I confess that I have a warm spot in my heart for customer service operations. It is probably because I met my wife of 29.5 years when she and I were on the customer service phones at the Polaroid Corporation. As an old phone jockey, it is apparent to me that the world of customer service is transforming. If we look back at history, we can see that the central tendency of consumer businesses is to move more and more function to the end consumer and to provide them more visibility to the availability of the product or service. As the phone grew in this country as a consumer device, clever pundits predicted that in order to meet the emerging demand for phone calls, the entire country would have to become telephone operators, and that is exactly what we are: We dial our own service. Likewise, when Michael J Cullen opened his first King Kullen store in Jamaica, Queens with 6,000 square feet, on August 4, 1930 with the wonderful catch phrase, “Pile it High, Sell it Low,” he ushered in the world of supermarket self-service at low prices.
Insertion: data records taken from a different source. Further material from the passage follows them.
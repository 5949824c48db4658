//! The shift-register seam shared by the bit-banged bus masters.
//!
//! Classic-core ATtiny parts carry a Universal Serial Interface: an 8-bit
//! shift register with a 4-bit edge counter, but no clock generator of its
//! own. The [`UsiSpi`](crate::spi::UsiSpi) and [`UsiI2c`](crate::i2c::UsiI2c)
//! masters drive it by software-toggling the clock line one edge at a time
//! and polling the counter-overflow flag to learn when a transfer unit has
//! been shifted through.
//!
//! [`Usi`] captures exactly the operations those drivers need, so the same
//! state machines run against the real peripheral
//! ([`attiny85::Usi`](crate::attiny85::usi::Usi)) or against a virtual
//! shift register wired to a simulated bus in the test suite.

/// Shift-register peripheral assisting a bit-banged bus master.
///
/// The contract mirrors the hardware: the counter counts *clock edges*, two
/// per bus clock cycle, and [`overflowed`](Usi::overflowed) reports the
/// carry out of its 4-bit range. A full byte therefore takes 16 strobes, a
/// single acknowledgement bit two.
pub trait Usi {
    /// Saved interrupt state returned by [`mask_interrupts`](Usi::mask_interrupts).
    type IrqToken;

    /// Load the outgoing byte into the shift register, MSB first on the wire.
    fn load(&mut self, byte: u8);

    /// Latch the byte accumulated by the last completed transfer.
    fn take(&mut self) -> u8;

    /// Clear the transfer flags and preset the edge counter so that
    /// overflow fires after `bits` full clock cycles.
    fn arm(&mut self, bits: u8);

    /// Whether the counter has overflowed since the last [`arm`](Usi::arm).
    fn overflowed(&self) -> bool;

    /// Toggle the bus clock line one edge, advancing the shifter per its
    /// configured clock mode.
    fn strobe(&mut self);

    /// Select which clock edge the shifter samples on (CPHA).
    ///
    /// Only meaningful for three-wire operation; the two-wire mode samples
    /// on the rising edge as I2C requires, so the default is a no-op.
    fn set_phase(&mut self, _sample_on_second_edge: bool) {}

    /// Sense the actual level of the clock line.
    ///
    /// On an open-drain bus a slave may hold the line low past our release;
    /// the I2C master spins on this between edges.
    fn clock_line_high(&self) -> bool;

    /// Enable or disable driving the data line from the shift register.
    ///
    /// In two-wire mode the register's MSB pulls SDA low while output is
    /// enabled; disabling releases the line for the slave to drive.
    fn data_output(&mut self, enable: bool);

    /// Mask interrupts, returning the state to restore afterwards.
    ///
    /// Byte transfers that cannot tolerate timing jitter hold the mask for
    /// their full duration; callers must pair every token with a
    /// [`restore_interrupts`](Usi::restore_interrupts) on every exit path.
    fn mask_interrupts(&mut self) -> Self::IrqToken;

    /// Restore the interrupt state captured by the matching mask call.
    fn restore_interrupts(&mut self, token: Self::IrqToken);
}

/// Edge-counter preset for a transfer of `bits` clock cycles.
///
/// The 4-bit counter increments on both edges and carries out of 15, so a
/// byte (16 edges) starts from 0 and an acknowledgement bit (2 edges) from
/// 14.
pub const fn counter_preset(bits: u8) -> u8 {
    16u8.wrapping_sub(bits.wrapping_mul(2)) & 0x0F
}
When they can, firms let customers roll their own.

Today, technology is enabling new capabilities and I see three trends which are recreating customer service in a new, more responsive, and economically efficient manner: transparency, tribes, and talent.

Transparency is best exemplified by Federal Express’s efforts over the years. They were among the first companies to “expose” their internal systems so that not only could the customer schedule pick-ups, print labels, and manage his account, but he could also see the same level of detail the firm had about the location of his shipment. Many firms could benefit by letting customers see where their product or service truly is. BMW allows people who have configured and ordered a Mini Cooper to check the status of the order, and see it location on the high seas as it is shipped across the Atlantic. So what? Well, just think about how the dynamic with your cable company would change if you could actually see if the service truck was on its way to your house. It certainly would change the attitude between the customer and the company. Heck, even the government enables you to track tagged polar bears!

Seth Godin’s book on Tribes talks about groups of people who are passionate about a topic — and those firms that are great at harnessing tribes change the nature of customer service. Dell famously converted an angry tribe into a happier one. There are tribes ready to be released about any product or service. There is a tribe who cares about airline travel; there’s one that feels passionately about the Porsche; another that obsesses over flat screen TVs. Those companies who have bad customer service are attacked by the tribe. Those who are good at involve the tribe in creating solutions for other customers. As Seth points out, tribes need to be led.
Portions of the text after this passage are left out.